Top of INFORMATION
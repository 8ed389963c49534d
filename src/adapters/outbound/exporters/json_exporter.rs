use crate::graph_engine::domain::{Component, ExportOptions, TreeNode};
use crate::ports::outbound::DocumentExporter;
use crate::shared::error::SbomError;
use crate::shared::Result;

/// JsonExporter adapter emitting the canonical component list
///
/// The output uses the input schema, so a merged export can be fed back in
/// as a source. Layout and presentation options do not apply.
pub struct JsonExporter;

impl JsonExporter {
    pub fn new() -> Self {
        Self
    }
}

impl Default for JsonExporter {
    fn default() -> Self {
        Self::new()
    }
}

impl DocumentExporter for JsonExporter {
    fn export(
        &self,
        _forest: &[TreeNode],
        components: &[Component],
        _options: &ExportOptions,
    ) -> Result<String> {
        let mut json = serde_json::to_string_pretty(components).map_err(|e| SbomError::ExportError {
            format: "JSON".to_string(),
            details: e.to_string(),
        })?;
        json.push('\n');
        Ok(json)
    }
}

#[cfg(test)]
mod tests {
    use super::*;
    use crate::graph_engine::domain::{ComponentType, RiskLevel, SbomDocument};

    #[test]
    fn test_export_empty_list() {
        let json = JsonExporter::new()
            .export(&[], &[], &ExportOptions::default())
            .unwrap();
        assert_eq!(json.trim(), "[]");
    }

    #[test]
    fn test_export_uses_input_schema() {
        let components = vec![
            Component::new("a", "alpha", "1.0.0", ComponentType::Application)
                .with_dependencies(["b"])
                .with_risk(RiskLevel::High, 3),
            Component::new("b", "beta", "2.0.0", ComponentType::Dependency),
        ];
        let json = JsonExporter::new()
            .export(&[], &components, &ExportOptions::default())
            .unwrap();

        assert!(json.contains("\"type\": \"application\""));
        assert!(json.contains("\"riskLevel\": \"high\""));
        assert!(json.contains("\"cveCount\": 3"));
        assert_eq!(SbomDocument::parse(&json).unwrap(), components);
    }
}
Bottom of INFORMATION
=== ASSIGNMENT ===
Return all of the entries exactly as written.

=== WORKED SOLUTION ===
repository 8ed389963c49534d
filename src/adapters/outbound/exporters/json_exporter.rs
use crate::graph_engine::domain::{Component, ExportOptions, TreeNode};
use crate::ports::outbound::DocumentExporter;
use crate::shared::error::SbomError;
use crate::shared::Result;

/// JsonExporter adapter emitting the canonical component list
///
/// The output uses the input schema, so a merged export can be fed back in
/// as a source. Layout and presentation options do not apply.
pub struct JsonExporter;

impl JsonExporter {
    pub fn new() -> Self {
        Self
    }
}

impl Default for JsonExporter {
    fn default() -> Self {
        Self::new()
    }
}

impl DocumentExporter for JsonExporter {
    fn export(
        &self,
        _forest: &[TreeNode],
        components: &[Component],
        _options: &ExportOptions,
    ) -> Result<String> {
        let mut json = serde_json::to_string_pretty(components).map_err(|e| SbomError::ExportError {
            format: "JSON".to_string(),
            details: e.to_string(),
        })?;
        json.push('\n');
        Ok(json)
    }
}

#[cfg(test)]
mod tests {
    use super::*;
    use crate::graph_engine::domain::{ComponentType, RiskLevel, SbomDocument};

    #[test]
    fn test_export_empty_list() {
        let json = JsonExporter::new()
            .export(&[], &[], &ExportOptions::default())
            .unwrap();
        assert_eq!(json.trim(), "[]");
    }

    #[test]
    fn test_export_uses_input_schema() {
        let components = vec![
            Component::new("a", "alpha", "1.0.0", ComponentType::Application)
                .with_dependencies(["b"])
                .with_risk(RiskLevel::High, 3),
            Component::new("b", "beta", "2.0.0", ComponentType::Dependency),
        ];
        let json = JsonExporter::new()
            .export(&[], &components, &ExportOptions::default())
            .unwrap();

        assert!(json.contains("\"type\": \"application\""));
        assert!(json.contains("\"riskLevel\": \"high\""));
        assert!(json.contains("\"cveCount\": 3"));
        assert_eq!(SbomDocument::parse(&json).unwrap(), components);
    }
}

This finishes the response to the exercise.